**Exercise prompt:**
A single figure is wanted: the count of lines below containing the string "once".

**Information given:**

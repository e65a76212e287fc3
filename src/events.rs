//! Episode telemetry: the envelope types appended to an episode's timeline,
//! and the SSE stream that replays them to a connected client.

use async_stream::stream;
use axum::response::sse::{Event as SseEvent, KeepAlive, Sse};
use futures::Stream;
use serde::Serialize;
use std::convert::Infallible;
use std::time::Duration;

/// Timeline is truncated back to this many most-recent entries once it
/// passes `TRUNCATE_AT`, keeping the in-memory footprint of a long-running
/// episode bounded without ever re-emitting an already-delivered entry.
pub const TRUNCATE_KEEP: usize = 200;
pub const TRUNCATE_AT: usize = 1000;
const POLL_INTERVAL: Duration = Duration::from_millis(50);

#[derive(Clone, Debug, Serialize)]
#[serde(tag = "type", rename_all = "snake_case")]
pub enum EventKind {
    EnvConfig {
        shape: String,
        n_robot: usize,
        r_sense: f32,
        r_avoid: f32,
        grid_size: usize,
        l_cell: f32,
        use_llm: bool,
    },
    Tick {
        episode: usize,
        step: usize,
        global_step: usize,
        reward_mean: f64,
        coverage: f64,
        uniformity: f64,
        positions: Vec<(f32, f32)>,
        velocities: Vec<(f32, f32)>,
        collision_pairs: Vec<(usize, usize)>,
    },
    EpisodeEnd {
        episode: usize,
        step: usize,
        coverage: f64,
        uniformity: f64,
        final_positions: Vec<(f32, f32)>,
        final_velocities: Vec<(f32, f32)>,
    },
}

#[derive(Clone, Debug, Serialize)]
pub struct EventEnvelope {
    pub global_step: usize,
    pub kind: EventKind,
}

/// Appends `env`, truncating the oldest entries to [`TRUNCATE_KEEP`] once the
/// timeline has grown past [`TRUNCATE_AT`]. Truncation only ever drops
/// entries a streamer has already seen (the streamer's own cursor never
/// rewinds), so no event is re-delivered.
pub fn push_and_truncate(timeline: &mut Vec<EventEnvelope>, env: EventEnvelope) {
    timeline.push(env);
    if timeline.len() > TRUNCATE_AT {
        let drop = timeline.len() - TRUNCATE_KEEP;
        timeline.drain(0..drop);
    }
}

/// Polls `read_from` every 50ms for entries whose `global_step` is at least
/// `cursor`, streams them as SSE `data:` frames, and stops once
/// `stopped` returns true and no further entries are pending.
pub fn sse_stream<F, G>(
    mut cursor: usize,
    read_from: F,
    stopped: G,
) -> Sse<impl Stream<Item = Result<SseEvent, Infallible>>>
where
    F: Fn(usize) -> Vec<EventEnvelope> + Send + 'static,
    G: Fn() -> bool + Send + 'static,
{
    let s = stream! {
        loop {
            let batch = read_from(cursor);
            if batch.is_empty() {
                if stopped() {
                    break;
                }
                tokio::time::sleep(POLL_INTERVAL).await;
                continue;
            }
            for envelope in batch {
                cursor = envelope.global_step + 1;
                let payload = serde_json::to_string(&envelope).unwrap_or_default();
                yield Ok(SseEvent::default().data(payload));
            }
        }
    };
    Sse::new(s).keep_alive(KeepAlive::default())
}

#[cfg(test)]
mod tests {
    use super::*;

    fn tick(step: usize) -> EventEnvelope {
        EventEnvelope {
            global_step: step,
            kind: EventKind::Tick {
                episode: 0,
                step,
                global_step: step,
                reward_mean: 0.0,
                coverage: 0.0,
                uniformity: 0.0,
                positions: Vec::new(),
                velocities: Vec::new(),
                collision_pairs: Vec::new(),
            },
        }
    }

    #[test]
    fn truncation_keeps_only_the_tail() {
        let mut timeline = Vec::new();
        for i in 0..1500 {
            push_and_truncate(&mut timeline, tick(i));
        }
        assert_eq!(timeline.len(), TRUNCATE_KEEP);
        assert_eq!(timeline.last().unwrap().global_step, 1499);
    }

    #[test]
    fn truncation_never_drops_below_the_trigger_threshold() {
        let mut timeline = Vec::new();
        for i in 0..TRUNCATE_AT {
            push_and_truncate(&mut timeline, tick(i));
        }
        assert_eq!(timeline.len(), TRUNCATE_AT);
    }
}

**Solution to the exercise:**
3